Thu Sep 22 11:58:07 EDT 2016

On 09/22/2016 09:53 AM, Jan Pokorný wrote:
> On 22/09/16 08:42 +0200, Kristoffer Grönlund wrote:
>> Ken Gaillot <kgaillot at redhat.com> writes:
>>
>>> I'm not saying it's a bad idea, just that it's more complicated than it
>>> first sounds, so it's worth thinking through the implications.
>>
>> Thinking about it and looking at how complicated it gets, maybe what
>> you'd really want, to make it clearer for the user, is the ability to
>> explicitly configure the behavior, either globally or per-resource. So
>> instead of having to tweak a set of variables that interact in complex
>> ways, you'd configure something like rule expressions,
>>
>> <on_fail>
>>   <restart repeat="3" />
>>   <migrate timeout="60s" />
>>   <fence/>
>> </on_fail>
>>
>> So, try to restart the service 3 times, if that fails migrate the
>> service, if it still fails, fence the node.
>>
>> (obviously the details and XML syntax are just an example)
>>
>> This would then replace on-fail, migration-threshold, etc.
> 
> I must admit that in previous emails in this thread, I wasn't able to
> follow during the first pass, which is not the case with this procedural
> (sequence-ordered) approach.  Though someone can argue it doesn't take
> type of operation into account, which might again open the door for
> non-obvious interactions.

"restart" is the only on-fail value that it makes sense to escalate.

block/stop/fence/standby are final.

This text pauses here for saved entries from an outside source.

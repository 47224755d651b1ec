//! The hold/release surface the marketplace and arena pallets drive hero
//! ownership through.

use crate::pallet::*;
use alloc::vec::Vec;
use frame::prelude::*;
use hero_common::{HeroId, HoldReason};

impl<T: Config> Pallet<T> {
    /// Current record for a hero, if it exists.
    pub fn hero(hero_id: HeroId) -> Option<HeroRecord<T>> {
        Heroes::<T>::get(hero_id)
    }

    /// Current owner of record for a hero.
    pub fn owner_of(hero_id: HeroId) -> Option<T::AccountId> {
        Heroes::<T>::get(hero_id).map(|hero| hero.owner)
    }

    /// All heroes currently owned by `owner`.
    pub fn heroes_of(owner: &T::AccountId) -> Vec<HeroId> {
        HeroesByOwner::<T>::iter_prefix(owner)
            .map(|(hero_id, ())| hero_id)
            .collect()
    }

    /// Place a hero under a hold on behalf of `who`.
    ///
    /// The hero must exist, be owned by `who`, and carry no other hold; a
    /// single failed check leaves the record untouched.
    pub fn hold(hero_id: HeroId, who: &T::AccountId, reason: HoldReason) -> DispatchResult {
        Heroes::<T>::try_mutate(hero_id, |maybe_hero| {
            let hero = maybe_hero.as_mut().ok_or(Error::<T>::NotFound)?;
            ensure!(&hero.owner == who, Error::<T>::NotOwner);
            ensure!(hero.held.is_none(), Error::<T>::AlreadyEscrowed);
            hero.held = Some(reason);
            Ok(())
        })
    }

    /// Clear a hero's hold, optionally passing ownership to `new_owner`.
    ///
    /// The owner change covers settlement of a sale and loss of a defended
    /// arena; with `None` the hero simply returns to its owner's free
    /// possession (delist, successful defense).
    pub fn release(hero_id: HeroId, new_owner: Option<&T::AccountId>) -> DispatchResult {
        let previous = Heroes::<T>::try_mutate(hero_id, |maybe_hero| {
            let hero = maybe_hero.as_mut().ok_or(Error::<T>::NotFound)?;
            hero.held = None;
            let previous = hero.owner.clone();
            if let Some(to) = new_owner {
                hero.owner = to.clone();
            }
            Ok::<T::AccountId, DispatchError>(previous)
        })?;

        if let Some(to) = new_owner {
            if &previous != to {
                HeroesByOwner::<T>::remove(&previous, hero_id);
                HeroesByOwner::<T>::insert(to, hero_id, ());
                log::debug!(
                    target: crate::LOG_TARGET,
                    "hero {} released from escrow to new owner {:?}",
                    hero_id,
                    to,
                );
            }
        }

        Ok(())
    }

    /// Reassign ownership of an unheld hero.
    ///
    /// Used when a wagered challenger hero is lost in battle; the hero was
    /// checked free at the start of the same extrinsic.
    pub fn award(hero_id: HeroId, to: &T::AccountId) -> DispatchResult {
        let previous = Heroes::<T>::try_mutate(hero_id, |maybe_hero| {
            let hero = maybe_hero.as_mut().ok_or(Error::<T>::NotFound)?;
            ensure!(hero.held.is_none(), Error::<T>::Escrowed);
            let previous = hero.owner.clone();
            hero.owner = to.clone();
            Ok::<T::AccountId, DispatchError>(previous)
        })?;

        if &previous != to {
            HeroesByOwner::<T>::remove(&previous, hero_id);
            HeroesByOwner::<T>::insert(to, hero_id, ());
            log::debug!(
                target: crate::LOG_TARGET,
                "hero {} awarded to {:?}",
                hero_id,
                to,
            );
        }

        Ok(())
    }

    /// Check that `who` owns `hero_id` and that no hold is active, returning
    /// the record. The precondition for wagering a hero in battle.
    pub fn ensure_owned_and_free(
        hero_id: HeroId,
        who: &T::AccountId,
    ) -> Result<HeroRecord<T>, DispatchError> {
        let hero = Heroes::<T>::get(hero_id).ok_or(Error::<T>::NotFound)?;
        ensure!(&hero.owner == who, Error::<T>::NotOwner);
        ensure!(hero.held.is_none(), Error::<T>::AlreadyEscrowed);
        Ok(hero)
    }
}
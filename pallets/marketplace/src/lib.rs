//! Hero marketplace: listings escrow and the admin capability.
//!
//! Listing a hero moves it under a marketplace hold in the registry; buying
//! settles payment and ownership atomically in one extrinsic. Moderation
//! (delisting, repricing) is gated on a single movable admin credential
//! rather than per-listing seller control.

#![cfg_attr(not(feature = "std"), no_std)]

extern crate alloc;

pub use pallet::*;

#[cfg(test)]
mod mock;

#[cfg(test)]
mod tests;

#[cfg(feature = "runtime-benchmarks")]
mod benchmarking;

pub mod weights;

mod impls;

pub(crate) const LOG_TARGET: &str = "runtime::hero-marketplace";

#[frame::pallet]
pub mod pallet {

    use frame::prelude::*;
    use frame::traits::{fungible, tokens::Preservation};
    use hero_common::{HeroId, HoldReason, LedgerEvent, ListingId};

    use crate::weights::WeightInfo;

    #[pallet::pallet]
    pub struct Pallet<T>(_);

    #[pallet::config]
    pub trait Config: frame_system::Config + pallet_hero_registry::Config {
        /// Because this pallet emits events, it depends on the runtime's definition of an event.
        type RuntimeEvent: From<Event<Self>> + IsType<<Self as frame_system::Config>::RuntimeEvent>;

        /// Currency heroes are bought and sold in. Its balance type is pinned
        /// to the journal's so sale prices land in journal entries unchanged.
        type Currency: fungible::Inspect<
                Self::AccountId,
                Balance = <Self as pallet_hero_journal::Config>::Balance,
            > + fungible::Mutate<Self::AccountId>;

        /// Type representing the weight of this pallet.
        type WeightInfo: WeightInfo;
    }

    /// Type alias for the balance type from the configured Currency.
    pub type BalanceOf<T> = <<T as Config>::Currency as fungible::Inspect<
        <T as frame_system::Config>::AccountId,
    >>::Balance;

    /// An active listing. Destroyed on buy and delist, never mutated except
    /// for admin repricing.
    #[derive(
        Encode, Decode, TypeInfo, CloneNoBound, PartialEqNoBound, RuntimeDebugNoBound, MaxEncodedLen,
    )]
    #[scale_info(skip_type_params(T))]
    pub struct Listing<T: Config> {
        /// The escrowed hero.
        pub hero_id: HeroId,
        /// Account that owned the hero at listing time; receives the proceeds.
        pub seller: T::AccountId,
        /// Asking price in the smallest currency unit. Always positive.
        pub price: BalanceOf<T>,
    }

    /// Map of active listings.
    #[pallet::storage]
    pub type Listings<T: Config> =
        StorageMap<_, Blake2_128Concat, ListingId, Listing<T>, OptionQuery>;

    /// Next available listing id.
    #[pallet::storage]
    pub type NextListingId<T: Config> = StorageValue<_, ListingId, ValueQuery>;

    /// Current holder of the admin capability.
    ///
    /// A single movable credential, not a role flag: gated calls compare the
    /// signer against this one cell. Seeded at genesis; `None` means the
    /// capability was never issued and moderation calls always fail.
    #[pallet::storage]
    pub type AdminCapHolder<T: Config> = StorageValue<_, T::AccountId, OptionQuery>;

    #[pallet::event]
    #[pallet::generate_deposit(pub(super) fn deposit_event)]
    pub enum Event<T: Config> {
        /// A hero has been listed for sale.
        HeroListed {
            listing_id: ListingId,
            hero_id: HeroId,
            seller: T::AccountId,
            price: BalanceOf<T>,
        },
        /// A listing has been settled.
        HeroBought {
            listing_id: ListingId,
            hero_id: HeroId,
            seller: T::AccountId,
            buyer: T::AccountId,
            price: BalanceOf<T>,
        },
        /// An admin took a listing down.
        HeroDelisted {
            listing_id: ListingId,
            hero_id: HeroId,
            seller: T::AccountId,
        },
        /// An admin repriced a listing.
        PriceChanged {
            listing_id: ListingId,
            old_price: BalanceOf<T>,
            new_price: BalanceOf<T>,
        },
        /// The admin capability moved to a new holder.
        AdminTransferred {
            from: T::AccountId,
            to: T::AccountId,
        },
    }

    #[pallet::error]
    pub enum Error<T> {
        /// The price is zero.
        InvalidInput,
        /// The listing does not exist or was already settled.
        NotFound,
        /// The caller does not hold the admin capability.
        Unauthorized,
        /// The offered payment does not cover the asking price.
        InsufficientPayment,
    }

    #[pallet::genesis_config]
    #[derive(frame::prelude::DefaultNoBound)]
    pub struct GenesisConfig<T: Config> {
        /// Initial holder of the admin capability.
        pub admin: Option<T::AccountId>,
    }

    #[pallet::genesis_build]
    impl<T: Config> BuildGenesisConfig for GenesisConfig<T> {
        fn build(&self) {
            if let Some(admin) = &self.admin {
                AdminCapHolder::<T>::put(admin);
            }
        }
    }

    #[pallet::call]
    impl<T: Config> Pallet<T> {
        /// List a hero the caller owns at a fixed asking price.
        ///
        /// The hero moves under a marketplace hold: its owner of record is
        /// unchanged but direct transfer is blocked until the listing is
        /// settled or taken down.
        #[pallet::call_index(0)]
        #[pallet::weight(<T as Config>::WeightInfo::list_hero())]
        pub fn list_hero(
            origin: OriginFor<T>,
            hero_id: HeroId,
            price: BalanceOf<T>,
        ) -> DispatchResult {
            let who = ensure_signed(origin)?;

            ensure!(!price.is_zero(), Error::<T>::InvalidInput);

            pallet_hero_registry::Pallet::<T>::hold(hero_id, &who, HoldReason::Listed)?;

            let listing_id = NextListingId::<T>::get();
            Listings::<T>::insert(
                listing_id,
                Listing::<T> {
                    hero_id,
                    seller: who.clone(),
                    price,
                },
            );
            NextListingId::<T>::put(listing_id.saturating_add(1));

            pallet_hero_journal::Pallet::<T>::record(LedgerEvent::HeroListed {
                listing_id,
                hero_id,
                seller: who.clone(),
                price,
            });
            Self::deposit_event(Event::HeroListed {
                listing_id,
                hero_id,
                seller: who,
                price,
            });

            Ok(())
        }

        /// Buy a listed hero.
        ///
        /// `payment` must cover the asking price; exactly the asking price
        /// moves from buyer to seller. Payment, ownership handover, and
        /// listing removal commit together or not at all.
        #[pallet::call_index(1)]
        #[pallet::weight(<T as Config>::WeightInfo::buy_hero())]
        pub fn buy_hero(
            origin: OriginFor<T>,
            listing_id: ListingId,
            payment: BalanceOf<T>,
        ) -> DispatchResult {
            let who = ensure_signed(origin)?;

            let listing = Listings::<T>::get(listing_id).ok_or(Error::<T>::NotFound)?;
            ensure!(payment >= listing.price, Error::<T>::InsufficientPayment);

            <T::Currency as fungible::Mutate<T::AccountId>>::transfer(
                &who,
                &listing.seller,
                listing.price,
                Preservation::Expendable,
            )?;
            pallet_hero_registry::Pallet::<T>::release(listing.hero_id, Some(&who))?;
            Listings::<T>::remove(listing_id);

            pallet_hero_journal::Pallet::<T>::record(LedgerEvent::HeroBought {
                listing_id,
                hero_id: listing.hero_id,
                seller: listing.seller.clone(),
                buyer: who.clone(),
                price: listing.price,
            });
            Self::deposit_event(Event::HeroBought {
                listing_id,
                hero_id: listing.hero_id,
                seller: listing.seller,
                buyer: who,
                price: listing.price,
            });

            Ok(())
        }

        /// Take a listing down. Admin only; the hero returns to its seller,
        /// free to transfer again.
        #[pallet::call_index(2)]
        #[pallet::weight(<T as Config>::WeightInfo::delist_hero())]
        pub fn delist_hero(origin: OriginFor<T>, listing_id: ListingId) -> DispatchResult {
            let who = ensure_signed(origin)?;
            Self::ensure_admin(&who)?;

            let listing = Listings::<T>::get(listing_id).ok_or(Error::<T>::NotFound)?;

            pallet_hero_registry::Pallet::<T>::release(listing.hero_id, None)?;
            Listings::<T>::remove(listing_id);

            pallet_hero_journal::Pallet::<T>::record(LedgerEvent::HeroDelisted {
                listing_id,
                hero_id: listing.hero_id,
                seller: listing.seller.clone(),
            });
            Self::deposit_event(Event::HeroDelisted {
                listing_id,
                hero_id: listing.hero_id,
                seller: listing.seller,
            });

            Ok(())
        }

        /// Reprice a listing. Admin only.
        #[pallet::call_index(3)]
        #[pallet::weight(<T as Config>::WeightInfo::change_price())]
        pub fn change_price(
            origin: OriginFor<T>,
            listing_id: ListingId,
            new_price: BalanceOf<T>,
        ) -> DispatchResult {
            let who = ensure_signed(origin)?;
            Self::ensure_admin(&who)?;

            ensure!(!new_price.is_zero(), Error::<T>::InvalidInput);

            let old_price = Listings::<T>::try_mutate(listing_id, |maybe_listing| {
                let listing = maybe_listing.as_mut().ok_or(Error::<T>::NotFound)?;
                let old_price = listing.price;
                listing.price = new_price;
                Ok::<BalanceOf<T>, DispatchError>(old_price)
            })?;

            pallet_hero_journal::Pallet::<T>::record(LedgerEvent::PriceChanged {
                listing_id,
                old_price,
                new_price,
            });
            Self::deposit_event(Event::PriceChanged {
                listing_id,
                old_price,
                new_price,
            });

            Ok(())
        }

        /// Hand the admin capability to another account.
        ///
        /// Unconditional beyond the holder check: `to` is not validated, and
        /// a transfer to an unrecoverable account permanently loses the
        /// capability.
        #[pallet::call_index(4)]
        #[pallet::weight(<T as Config>::WeightInfo::transfer_admin())]
        pub fn transfer_admin(origin: OriginFor<T>, to: T::AccountId) -> DispatchResult {
            let who = ensure_signed(origin)?;
            Self::ensure_admin(&who)?;

            AdminCapHolder::<T>::put(&to);
            log::info!(
                target: crate::LOG_TARGET,
                "admin capability handed from {:?} to {:?}",
                who,
                to,
            );

            pallet_hero_journal::Pallet::<T>::record(LedgerEvent::AdminTransferred {
                from: who.clone(),
                to: to.clone(),
            });
            Self::deposit_event(Event::AdminTransferred { from: who, to });

            Ok(())
        }
    }
}
//! Bellows Core - realtime-safe primitives for the bellows harmonium
//!
//! Everything in this crate is allocation-free and safe to call from an
//! audio callback.
//!
//! # Parameter Smoothing
//!
//! - [`SlewLimiter`] - Constant-rate ramps. Drives note fades and the
//!   master volume so every level change is click-free.
//! - [`SmoothedParam`] - Exponential smoothing (RC-like response) with a
//!   per-sample and a variable-interval entry point, used to de-noise the
//!   lid angle sensor.
//!
//! # Utilities
//!
//! - Pitch: [`midi_to_freq`], [`cents_to_ratio`]
//! - Ranges: [`clamp`], [`clamp01`], [`normalize`]
//! - Output safety: [`soft_clip`]
//!
//! # Example
//!
//! ```rust
//! use bellows_core::{SlewLimiter, midi_to_freq};
//!
//! // A 20 ms full-scale fade at 48 kHz
//! let mut fade = SlewLimiter::new(0.0, 50.0, 48000.0);
//! fade.set_target(1.0);
//! for _ in 0..960 {
//!     fade.advance();
//! }
//! assert!(fade.is_settled());
//! assert!((midi_to_freq(69.0) - 440.0).abs() < 0.01);
//! ```

pub mod math;
pub mod param;

pub use math::{cents_to_ratio, clamp, clamp01, midi_to_freq, normalize, soft_clip};
pub use param::{SlewLimiter, SmoothedParam};
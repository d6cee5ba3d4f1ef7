//! Lid angle sampling and the angle → air pressure mapping.
//!
//! [`SensorSampler`] polls an [`AngleSensor`] once per control tick. Each
//! good reading is clamped to the hinge's physical range, smoothed, and
//! turned into an air pressure in `[0, 1]` by the configured
//! [`PressureCurve`]. A failed reading never propagates: the sampler holds
//! the last good angle and pressure and logs the outage once.

use std::path::PathBuf;

use bellows_config::{PressureCurve, SensorConfig};
use bellows_core::{SmoothedParam, clamp01, normalize};
use thiserror::Error;

/// Smallest reportable lid angle in degrees (closed).
pub const MIN_ANGLE_DEGREES: f64 = 0.0;

/// Largest reportable lid angle in degrees (flat open).
pub const MAX_ANGLE_DEGREES: f64 = 180.0;

/// Errors from an angle sensor.
#[derive(Debug, Error)]
pub enum SensorError {
    /// The sensor is not present or not responding
    #[error("sensor unavailable: {0}")]
    Unavailable(String),

    /// The sensor returned a value that is not an angle
    #[error("invalid sensor reading: {0}")]
    InvalidReading(f64),

    /// Failed to read a sensor file
    #[error("failed to read sensor file '{path}': {source}")]
    Io {
        /// Path of the file that could not be read.
        path: PathBuf,
        /// Underlying I/O error.
        #[source]
        source: std::io::Error,
    },
}

/// A source of lid hinge angles.
pub trait AngleSensor {
    /// Read the current angle in degrees. Must not block for long.
    fn read_angle_degrees(&mut self) -> Result<f64, SensorError>;
}

impl<S: AngleSensor + ?Sized> AngleSensor for Box<S> {
    fn read_angle_degrees(&mut self) -> Result<f64, SensorError> {
        (**self).read_angle_degrees()
    }
}

/// Latest sampler output.
#[derive(Debug, Clone, Copy, PartialEq, Default)]
pub struct SensorState {
    /// Last good reading, clamped to the physical range.
    pub last_angle_degrees: f64,
    /// Time of the last poll, in seconds on the caller's clock.
    pub last_sample_timestamp: Option<f64>,
    /// Derived pressure in `[0, 1]`.
    pub air_pressure: f32,
}

/// Polls an angle sensor and derives air pressure.
///
/// # Example
///
/// ```rust
/// use bellows_config::SensorConfig;
/// use bellows_platform::{ManualSensor, SensorSampler};
///
/// let mut sampler = SensorSampler::new(ManualSensor::new(60.0), &SensorConfig::default());
/// let angle = sampler.sample(0.0);
/// assert_eq!(angle, 60.0);
/// // Default curve: 10° → 0, 110° → 1
/// assert!((sampler.air_pressure() - 0.5).abs() < 1e-6);
/// ```
#[derive(Debug)]
pub struct SensorSampler<S> {
    sensor: S,
    curve: PressureCurve,
    smoother: SmoothedParam,
    state: SensorState,
    /// Smoothed angle at the previous good reading, for the bellows curve
    previous_angle: Option<f32>,
    consecutive_failures: u32,
}

impl<S: AngleSensor> SensorSampler<S> {
    /// Create a sampler with the given curve and smoothing.
    pub fn new(sensor: S, config: &SensorConfig) -> Self {
        Self {
            sensor,
            curve: config.curve,
            smoother: SmoothedParam::with_config(0.0, config.poll_hz, config.smoothing_ms),
            state: SensorState::default(),
            previous_angle: None,
            consecutive_failures: 0,
        }
    }

    /// Poll once at time `now` (seconds) and return the clamped angle.
    ///
    /// On failure the previous angle and pressure are kept and returned.
    pub fn sample(&mut self, now: f64) -> f64 {
        let elapsed = self
            .state
            .last_sample_timestamp
            .map(|t| now - t)
            .filter(|dt| dt.is_finite() && *dt > 0.0)
            .unwrap_or(0.0) as f32;
        self.state.last_sample_timestamp = Some(now);

        let reading = self.sensor.read_angle_degrees().and_then(|angle| {
            if angle.is_finite() {
                Ok(angle)
            } else {
                Err(SensorError::InvalidReading(angle))
            }
        });

        match reading {
            Ok(angle) => {
                if self.consecutive_failures > 0 {
                    tracing::info!(
                        failed_polls = self.consecutive_failures,
                        "lid sensor recovered"
                    );
                    self.consecutive_failures = 0;
                }
                let clamped = angle.clamp(MIN_ANGLE_DEGREES, MAX_ANGLE_DEGREES);
                self.state.last_angle_degrees = clamped;
                self.update_pressure(clamped as f32, elapsed);
            }
            Err(error) => {
                if self.consecutive_failures == 0 {
                    tracing::warn!(%error, "lid sensor unavailable, holding last value");
                }
                self.consecutive_failures = self.consecutive_failures.saturating_add(1);
            }
        }
        self.state.last_angle_degrees
    }

    fn update_pressure(&mut self, angle: f32, elapsed: f32) {
        let smoothed = match self.previous_angle {
            None => {
                self.smoother.set_immediate(angle);
                angle
            }
            Some(_) => {
                self.smoother.set_target(angle);
                self.smoother.advance_by(elapsed)
            }
        };

        self.state.air_pressure = match self.curve {
            PressureCurve::Angle {
                closed_degrees,
                open_degrees,
                exponent,
            } => {
                let opening = normalize(smoothed, closed_degrees, open_degrees);
                clamp01(libm::powf(opening, exponent))
            }
            PressureCurve::Bellows { gain, leak_per_sec } => {
                let travel = self.previous_angle.map_or(0.0, |prev| (smoothed - prev).abs());
                clamp01(self.state.air_pressure + gain * travel - leak_per_sec * elapsed)
            }
        };
        self.previous_angle = Some(smoothed);
    }

    /// Latest state.
    pub fn state(&self) -> &SensorState {
        &self.state
    }

    /// Latest air pressure in `[0, 1]`.
    #[inline]
    pub fn air_pressure(&self) -> f32 {
        self.state.air_pressure
    }

    /// Polls failed in a row; zero while the sensor is healthy.
    #[inline]
    pub fn consecutive_failures(&self) -> u32 {
        self.consecutive_failures
    }

    /// The wrapped sensor.
    pub fn sensor(&self) -> &S {
        &self.sensor
    }

    /// Mutable access to the wrapped sensor.
    pub fn sensor_mut(&mut self) -> &mut S {
        &mut self.sensor
    }
}

/// A sensor whose angle is set by hand: keyboard nudges, scripted
/// performances, tests.
#[derive(Debug, Clone, PartialEq)]
pub struct ManualSensor {
    angle: f64,
    failing: bool,
}

impl ManualSensor {
    /// Create a sensor reporting `angle` degrees.
    pub fn new(angle: f64) -> Self {
        Self {
            angle,
            failing: false,
        }
    }

    /// Set the reported angle.
    pub fn set_angle(&mut self, angle: f64) {
        self.angle = angle;
    }

    /// Move the angle by `delta` degrees, staying inside the physical range.
    pub fn nudge(&mut self, delta: f64) -> f64 {
        self.angle = (self.angle + delta).clamp(MIN_ANGLE_DEGREES, MAX_ANGLE_DEGREES);
        self.angle
    }

    /// Current angle.
    pub fn angle(&self) -> f64 {
        self.angle
    }

    /// Make every read fail (or succeed again).
    pub fn set_failing(&mut self, failing: bool) {
        self.failing = failing;
    }
}

impl AngleSensor for ManualSensor {
    fn read_angle_degrees(&mut self) -> Result<f64, SensorError> {
        if self.failing {
            Err(SensorError::Unavailable("sensor disabled".to_string()))
        } else {
            Ok(self.angle)
        }
    }
}

/// Reads the angle from a text file on every poll.
///
/// Lets an external hinge driver publish readings by rewriting a file
/// (or a sysfs/procfs node) containing a number of degrees.
#[derive(Debug, Clone)]
pub struct FileSensor {
    path: PathBuf,
}

impl FileSensor {
    /// Create a sensor reading from `path`.
    pub fn new(path: impl Into<PathBuf>) -> Self {
        Self { path: path.into() }
    }

    /// File being read.
    pub fn path(&self) -> &std::path::Path {
        &self.path
    }
}

impl AngleSensor for FileSensor {
    fn read_angle_degrees(&mut self) -> Result<f64, SensorError> {
        let text = std::fs::read_to_string(&self.path).map_err(|source| SensorError::Io {
            path: self.path.clone(),
            source,
        })?;
        text.trim()
            .parse::<f64>()
            .map_err(|e| SensorError::Unavailable(format!("unparsable reading: {e}")))
    }
}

Block means "don't touch the
resource again", so there can't be any further response to failures.
Stop/fence/standby move the resource off the local node, so failure
handling is reset (there are 0 failures on the new node to begin with).

"Ignore" is theoretically possible to escalate, e.g. "ignore 3 failures
then migrate", but I can't think of a real-world situation where that
makes sense, and it would be a significant re-implementation of "ignore"
(which currently ignores the state of having failed, as opposed to a
particular instance of failure).

What the interface needs to express is: "If this operation fails,
optionally try a soft recovery [always stop+start], but if <N> failures
occur on the same node, proceed to a [configurable] hard recovery".

And of course the interface will need to be different depending on how
certain details are decided, e.g. whether any failures count toward <N>
or just failures of one particular operation type, and whether the hard
recovery type can vary depending on what operation failed.